Indiana Daily Student

Silver screen comebacks

Hollywood is a fickle mistress. One day’s superstar is the next day’s nobody. It is common for an actor or actress to have a hit, or even a string of hits, before fading forever into obscurity. But occasionally, the end isn’t the end. Second chances do happen. The 2000s have brought success for several actors who had appeared as if their time in the spotlight was over.

Neil Patrick Harris

It’s hard to remember that Neil Patrick Harris was ever anything but a giant. The former child star has been in the spotlight since the 2005 premiere of “How I Met Your Mother.” But his first shot at stardom came years earlier. Many people still remember him as the title character in the television show “Doogie Howser, M.D.”

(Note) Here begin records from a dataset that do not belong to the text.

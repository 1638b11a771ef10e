//! Refund records created from the back-office.

use chrono::{DateTime, Utc};
use serde::Serialize;

use synclune_core::{OrderId, OrderItemId, Price, RefundId, RefundItemId, RefundReason, RefundStatus, UserId};

#[derive(Debug, Clone, Serialize, sqlx::FromRow)]
pub struct Refund {
    pub id: RefundId,
    pub order_id: OrderId,
    #[sqlx(rename = "amount_cents")]
    pub amount: Price,
    pub includes_shipping: bool,
    pub reason: RefundReason,
    pub status: RefundStatus,
    pub restock: bool,
    pub note: Option<String>,
    pub stripe_refund_id: Option<String>,
    pub failure_reason: Option<String>,
    pub created_by: Option<UserId>,
    pub created_at: DateTime<Utc>,
    pub processed_at: Option<DateTime<Utc>>,
}

#[derive(Debug, Clone, Serialize, sqlx::FromRow)]
pub struct RefundItem {
    pub id: RefundItemId,
    pub refund_id: RefundId,
    pub order_item_id: OrderItemId,
    pub quantity: i32,
    #[sqlx(rename = "amount_cents")]
    pub amount: Price,
}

Like many young stars, he had difficulties making the transition to adult stardom. Things changed in 2004 when Harris made a cameo appearance in “Harold and Kumar Go to White Castle.”

Harris played a fictitious version of himself as a coked-up, dysfunctional has-been. What could have been a less-than-notable attempt at self-parody took off, and with his casting in “How I Met Your Mother” the next year Harris was once again a star.

Robert Downey, Jr.

Perhaps no actor in recent memory has had a fall and comeback as dramatic as Robert Downey, Jr. By the mid-1990s, he had been on the Hollywood scene for decades. He enjoyed success in the early ’90s with films such as “Chaplin” and “Natural Born Killers.”

But in 1996, things went downhill. Downey was arrested on drug charges and began a five year struggle with addiction. He spent almost a year in rehab and was released in 2000. His troubles weren’t over. It took a couple years of before Downey could get film roles again.

2008 was the true comeback year for Downey. He starred in “Iron Man,” a film which, according to, has made well over half a million dollars internationally. Downey starred in an Iron Man sequel, 2012’s “The Avengers” and two Sherlock Holmes films.

Mickey Rourke

In the 2008 film “The Wrestler,” Mickey Rourke played a washed-up wrestler who must deal with the physical and emotional tolls of an unsuccessful career.

In some ways, it was a role meant for Rourke. The actor had numerous leading roles in in 1980s. In 1991, he withdrew from Hollywood to return to the world of boxing, which he had trained for during his youth.

The numerous facial injuries he sustained as a result of his boxing career and the ensuing reconstructive plastic surgery left Rourke with but a shadow of the looks that had helped make him a star.

His new looks, as well as the experiences he had as a boxer, made Rourke perfect for “The Wrestler.” The film earned him a Golden Globe and an Oscar nomination.